I think about that quite a bit. There is a part of me that has always found it hard to believe that when pressed, any person could do anything but admit they like this era of music and style better than anything contemporary. For example, I find it hard to believe someone would prefer the design of a modern car over that of say, a 1941 Ford Super Deluxe Business Coupe. The rational side of me knows though, we all love the things we were exposed to during times of happiness at an early age. Familiarity is comfort. When we associate that familiarity with happiness, it becomes the building block of a culture. Although I’m a Gen X kid who loves his 1980’s music, my parents were older than the parents of my friends. A lot of my friends’ parents listened to the same 1960’s and 1970’s music some of my older siblings listened to. My parents listened to music that was older still. The photos of my parents as young people looked like the photos of my friends’ grandparents as young people. I also used to watch a lot of old TV programs growing up. When you grow up out in the country, TV can be like a fantasy window into the big world where people have fancy things like sidewalks, lawns, and tall buildings. Watching reruns of Leave It To Beaver, The Twilight Zone, and The Rifleman often gave me small glimpses of style and traditions that were echoed in the photos of my parents when they were young and the stories they told me.

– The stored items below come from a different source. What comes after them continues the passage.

//! Configuration loading

use std::fs;
use std::path::{Path, PathBuf};

use crate::error::{StagehandError, StagehandResult};

use super::types::Config;

/// File looked up in the working directory when `--config` is not given
pub const DEFAULT_CONFIG_FILE: &str = "stagehand.toml";

/// Non-fatal configuration warning surfaced to CLI users.
#[derive(Debug, Clone, PartialEq, Eq)]
pub struct ConfigWarning {
    pub key: String,
    pub file: PathBuf,
    pub line: Option<usize>,
    pub suggestion: Option<String>,
}

impl std::fmt::Display for ConfigWarning {
    fn fmt(&self, f: &mut std::fmt::Formatter<'_>) -> std::fmt::Result {
        write!(f, "unknown config key '{}' in {}", self.key, self.file.display())?;
        if let Some(line) = self.line {
            write!(f, ":{}", line)?;
        }
        if let Some(suggestion) = &self.suggestion {
            write!(f, " (did you mean '{}'?)", suggestion)?;
        }
        Ok(())
    }
}

/// Load configuration and collect non-fatal warnings (e.g. unknown keys).
pub fn load_with_warnings(path: &Path) -> StagehandResult<(Config, Vec<ConfigWarning>)> {
    let content = fs::read_to_string(path).map_err(|e| match e.kind() {
        std::io::ErrorKind::NotFound => StagehandError::ConfigNotFound {
            path: path.to_path_buf(),
        },
        _ => StagehandError::Io(e),
    })?;

    let mut unknown_paths: Vec<String> = Vec::new();
    let deserializer = toml::de::Deserializer::new(&content);

    let mut config: Config = serde_ignored::deserialize(deserializer, |p| {
        unknown_paths.push(p.to_string());
    })
    .map_err(|e| StagehandError::InvalidConfig {
        file: path.to_path_buf(),
        message: e.to_string(),
    })?;

    config.base_dir = path
        .parent()
        .filter(|p| !p.as_os_str().is_empty())
        .map(Path::to_path_buf)
        .unwrap_or_else(|| PathBuf::from("."));

    let warnings = unknown_paths
        .into_iter()
        .map(|path_str| {
            let key = path_str
                .split('.')
                .next_back()
                .unwrap_or(path_str.as_str())
                .to_string();
            ConfigWarning {
                key: key.clone(),
                file: path.to_path_buf(),
                line: find_line_number(&content, &key),
                suggestion: suggest_key(&key),
            }
        })
        .collect();

    Ok((config, warnings))
}

/// Load the explicit config, else `stagehand.toml` in `cwd`, else defaults.
///
/// An explicit path that does not exist is an error; a missing default
/// file is not.
pub fn load_or_default(
    explicit: Option<&Path>,
    cwd: &Path,
) -> StagehandResult<(Config, Vec<ConfigWarning>)> {
    let (config, warnings) = match explicit {
        Some(path) => load_with_warnings(path)?,
        None => {
            let candidate = cwd.join(DEFAULT_CONFIG_FILE);
            if candidate.exists() {
                load_with_warnings(&candidate)?
            } else {
                let config = Config {
                    base_dir: cwd.to_path_buf(),
                    ..Config::default()
                };
                (config, Vec::new())
            }
        }
    };
    Ok((with_env_overrides(config), warnings))
}

/// Apply environment variable overrides (STAGEHAND_* prefix)
pub fn with_env_overrides(config: Config) -> Config {
    with_overrides_from(config, |key| std::env::var(key).ok())
}

/// Apply overrides from an arbitrary lookup; unparseable values are ignored
pub fn with_overrides_from(mut config: Config, lookup: impl Fn(&str) -> Option<String>) -> Config {
    // STAGEHAND_SSH_USER
    if let Some(user) = lookup("STAGEHAND_SSH_USER").filter(|v| !v.is_empty()) {
        config.ssh.user = user;
    }

    // STAGEHAND_REMOTE_TIMEOUT (seconds)
    if let Some(timeout) = lookup("STAGEHAND_REMOTE_TIMEOUT") {
        match timeout.trim().parse() {
            Ok(secs) => config.remote.timeout_secs = secs,
            Err(_) => tracing::warn!(value = %timeout, "ignoring invalid STAGEHAND_REMOTE_TIMEOUT"),
        }
    }

    // STAGEHAND_KEEP_RELEASES
    if let Some(keep) = lookup("STAGEHAND_KEEP_RELEASES") {
        match keep.trim().parse() {
            Ok(keep) => config.release.keep = keep,
            Err(_) => tracing::warn!(value = %keep, "ignoring invalid STAGEHAND_KEEP_RELEASES"),
        }
    }

    // STAGEHAND_HOSTS_FILE
    if let Some(file) = lookup("STAGEHAND_HOSTS_FILE").filter(|v| !v.is_empty()) {
        config.hosts.file = PathBuf::from(file);
    }

    // STAGEHAND_AWS_REGION
    if let Some(region) = lookup("STAGEHAND_AWS_REGION").filter(|v| !v.is_empty()) {
        config.aws.region = Some(region);
    }

    config
}

fn find_line_number(content: &str, needle: &str) -> Option<usize> {
    for (i, line) in content.lines().enumerate() {
        if line.contains(needle) {
            return Some(i + 1);
        }
    }
    None
}

fn suggest_key(unknown: &str) -> Option<String> {
    const CANDIDATES: &[&str] = &[
        "project",
        "name",
        "repository",
        "main_branch",
        "aws",
        "region",
        "profile",
        "ssh",
        "user",
        "key_file",
        "forward_agent",
        "port",
        "paths",
        "app_root",
        "release",
        "keep",
        "shared_links",
        "build_command",
        "env_file",
        "secrets_dir",
        "migrations",
        "working_dir",
        "schema",
        "data",
        "services",
        "process_manager",
        "process_config",
        "web_server",
        "web_server_pid",
        "sudo",
        "vhost_file",
        "vhost_dir",
        "remote",
        "timeout_secs",
        "hosts",
        "file",
        "render",
        "template",
        "environments_dir",
        "ssm_prefix",
        "integer_resources",
        "expand_secrets",
        "stages",
        "branch",
        "confirm",
        "site_root",
    ];

    let mut best: Option<(&str, usize)> = None;
    for candidate in CANDIDATES {
        let dist = levenshtein(unknown, candidate);
        best = match best {
            None => Some((candidate, dist)),
            Some((_, best_dist)) if dist < best_dist => Some((candidate, dist)),
            Some(current) => Some(current),
        };
    }

    match best {
        Some((candidate, dist)) if dist <= 2 => Some(candidate.to_string()),
        _ => None,
    }
}

fn levenshtein(a: &str, b: &str) -> usize {
    if a == b {
        return 0;
    }

    let a_bytes = a.as_bytes();
    let b_bytes = b.as_bytes();

    let mut prev: Vec<usize> = (0..=b_bytes.len()).collect();
    let mut curr = vec![0usize; b_bytes.len() + 1];

    for (i, &ac) in a_bytes.iter().enumerate() {
        curr[0] = i + 1;
        for (j, &bc) in b_bytes.iter().enumerate() {
            let cost = if ac == bc { 0 } else { 1 };
            curr[j + 1] =
                std::cmp::min(std::cmp::min(prev[j + 1] + 1, curr[j] + 1), prev[j] + cost);
        }
        prev.clone_from_slice(&curr);
    }

    prev[b_bytes.len()]
}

My mom grew up during the 1930s Depression-era in a log cabin in rural Northern Michigan. She and her sister used to listen to cowboy radio shows and dream about ranches in California. My dad was a city kid from Grand Rapids, Michigan. He loved big-band music and then later, early ‘50’s rock and 1960’s & 1970’s country. I suppose it would be easy for someone to dismiss my fascination with the past as being nostalgic or fantasizing about an idealized past that never really existed. I know too that it’s not good for a person’s mental health to stay stagnant in ways of thinking, traditions, or culture. We must experience loss and pain and learn new things to experience growth and truly be alive. In that spirit, I embrace my desire to learn more about the past. I believe by doing so honestly and taking in both the bad and the good, we can learn and find human connections. I love the promise of the future and I love the technology of the present that allows me to connect with people in articles like this one. But ultimately, I have never learned anything from the future. The past has much to teach us and more lessons are added to it every moment.
Looking back to the past for a moment then, what sticks out as a pivotal moment for you regards your journey in music?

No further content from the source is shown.